Restate word for word the lines of the records below, starting at the line that contains "#[derive(Debug, Clone, PartialEq, Eq, Serialize)]" and ending at the line that contains "Ok(policy) => config.closest_match", with both of those lines included and nothing else.
Start of Supplied records
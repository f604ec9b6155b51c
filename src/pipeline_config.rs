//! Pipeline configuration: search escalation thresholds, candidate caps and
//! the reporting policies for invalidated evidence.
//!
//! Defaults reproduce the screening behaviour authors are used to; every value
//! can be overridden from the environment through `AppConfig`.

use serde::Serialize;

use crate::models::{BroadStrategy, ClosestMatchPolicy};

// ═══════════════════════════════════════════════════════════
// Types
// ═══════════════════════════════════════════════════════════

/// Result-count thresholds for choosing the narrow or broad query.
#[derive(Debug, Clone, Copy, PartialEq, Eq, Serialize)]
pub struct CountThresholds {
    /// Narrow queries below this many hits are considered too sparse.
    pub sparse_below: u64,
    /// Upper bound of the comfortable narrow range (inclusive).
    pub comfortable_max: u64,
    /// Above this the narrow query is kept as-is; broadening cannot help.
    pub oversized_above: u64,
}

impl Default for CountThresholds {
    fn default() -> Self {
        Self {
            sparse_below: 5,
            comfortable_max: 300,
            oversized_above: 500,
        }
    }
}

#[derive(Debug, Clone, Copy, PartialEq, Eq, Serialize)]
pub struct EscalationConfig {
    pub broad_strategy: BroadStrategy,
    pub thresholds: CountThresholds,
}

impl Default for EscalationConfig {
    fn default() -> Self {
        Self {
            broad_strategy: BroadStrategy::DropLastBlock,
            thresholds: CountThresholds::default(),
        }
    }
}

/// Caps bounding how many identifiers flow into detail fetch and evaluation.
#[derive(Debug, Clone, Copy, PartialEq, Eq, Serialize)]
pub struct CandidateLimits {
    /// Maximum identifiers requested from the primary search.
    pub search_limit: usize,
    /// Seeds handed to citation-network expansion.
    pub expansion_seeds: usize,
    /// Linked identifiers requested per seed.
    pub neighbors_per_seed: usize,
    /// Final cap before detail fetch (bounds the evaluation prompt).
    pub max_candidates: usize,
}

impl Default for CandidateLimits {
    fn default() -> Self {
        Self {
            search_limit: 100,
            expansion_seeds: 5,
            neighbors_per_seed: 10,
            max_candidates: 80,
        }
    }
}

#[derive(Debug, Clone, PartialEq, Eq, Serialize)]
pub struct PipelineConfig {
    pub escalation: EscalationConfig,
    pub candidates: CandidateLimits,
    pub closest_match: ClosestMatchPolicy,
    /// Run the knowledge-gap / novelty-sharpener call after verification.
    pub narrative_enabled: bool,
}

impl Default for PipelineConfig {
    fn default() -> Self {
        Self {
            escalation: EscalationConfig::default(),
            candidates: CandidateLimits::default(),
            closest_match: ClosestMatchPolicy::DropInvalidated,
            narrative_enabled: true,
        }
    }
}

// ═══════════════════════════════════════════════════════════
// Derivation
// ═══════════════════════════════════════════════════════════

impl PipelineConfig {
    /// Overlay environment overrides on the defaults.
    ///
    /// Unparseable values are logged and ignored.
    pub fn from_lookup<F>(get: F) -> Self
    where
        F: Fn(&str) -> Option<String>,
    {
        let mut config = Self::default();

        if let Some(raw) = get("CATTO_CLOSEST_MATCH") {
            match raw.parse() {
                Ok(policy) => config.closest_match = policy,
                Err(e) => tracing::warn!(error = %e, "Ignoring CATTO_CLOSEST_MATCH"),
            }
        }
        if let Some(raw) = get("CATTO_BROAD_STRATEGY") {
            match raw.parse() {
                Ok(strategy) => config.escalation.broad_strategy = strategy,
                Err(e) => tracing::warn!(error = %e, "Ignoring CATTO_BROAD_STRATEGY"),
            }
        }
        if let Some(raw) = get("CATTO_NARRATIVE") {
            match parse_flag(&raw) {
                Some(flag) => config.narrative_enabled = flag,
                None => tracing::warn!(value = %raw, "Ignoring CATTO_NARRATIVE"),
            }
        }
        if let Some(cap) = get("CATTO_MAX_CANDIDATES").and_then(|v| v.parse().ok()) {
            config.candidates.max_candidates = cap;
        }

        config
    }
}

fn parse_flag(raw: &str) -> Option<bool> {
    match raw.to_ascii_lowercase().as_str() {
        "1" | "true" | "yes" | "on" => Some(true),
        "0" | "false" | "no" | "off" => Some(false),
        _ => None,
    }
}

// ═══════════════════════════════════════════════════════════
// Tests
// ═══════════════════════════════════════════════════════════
End of Supplied records
### Task result
#[derive(Debug, Clone, PartialEq, Eq, Serialize)]
pub struct PipelineConfig {
    pub escalation: EscalationConfig,
    pub candidates: CandidateLimits,
    pub closest_match: ClosestMatchPolicy,
    /// Run the knowledge-gap / novelty-sharpener call after verification.
    pub narrative_enabled: bool,
}

impl Default for PipelineConfig {
    fn default() -> Self {
        Self {
            escalation: EscalationConfig::default(),
            candidates: CandidateLimits::default(),
            closest_match: ClosestMatchPolicy::DropInvalidated,
            narrative_enabled: true,
        }
    }
}

// ═══════════════════════════════════════════════════════════
// Derivation
// ═══════════════════════════════════════════════════════════

impl PipelineConfig {
    /// Overlay environment overrides on the defaults.
    ///
    /// Unparseable values are logged and ignored.
    pub fn from_lookup<F>(get: F) -> Self
    where
        F: Fn(&str) -> Option<String>,
    {
        let mut config = Self::default();

        if let Some(raw) = get("CATTO_CLOSEST_MATCH") {
            match raw.parse() {
                Ok(policy) => config.closest_match = policy,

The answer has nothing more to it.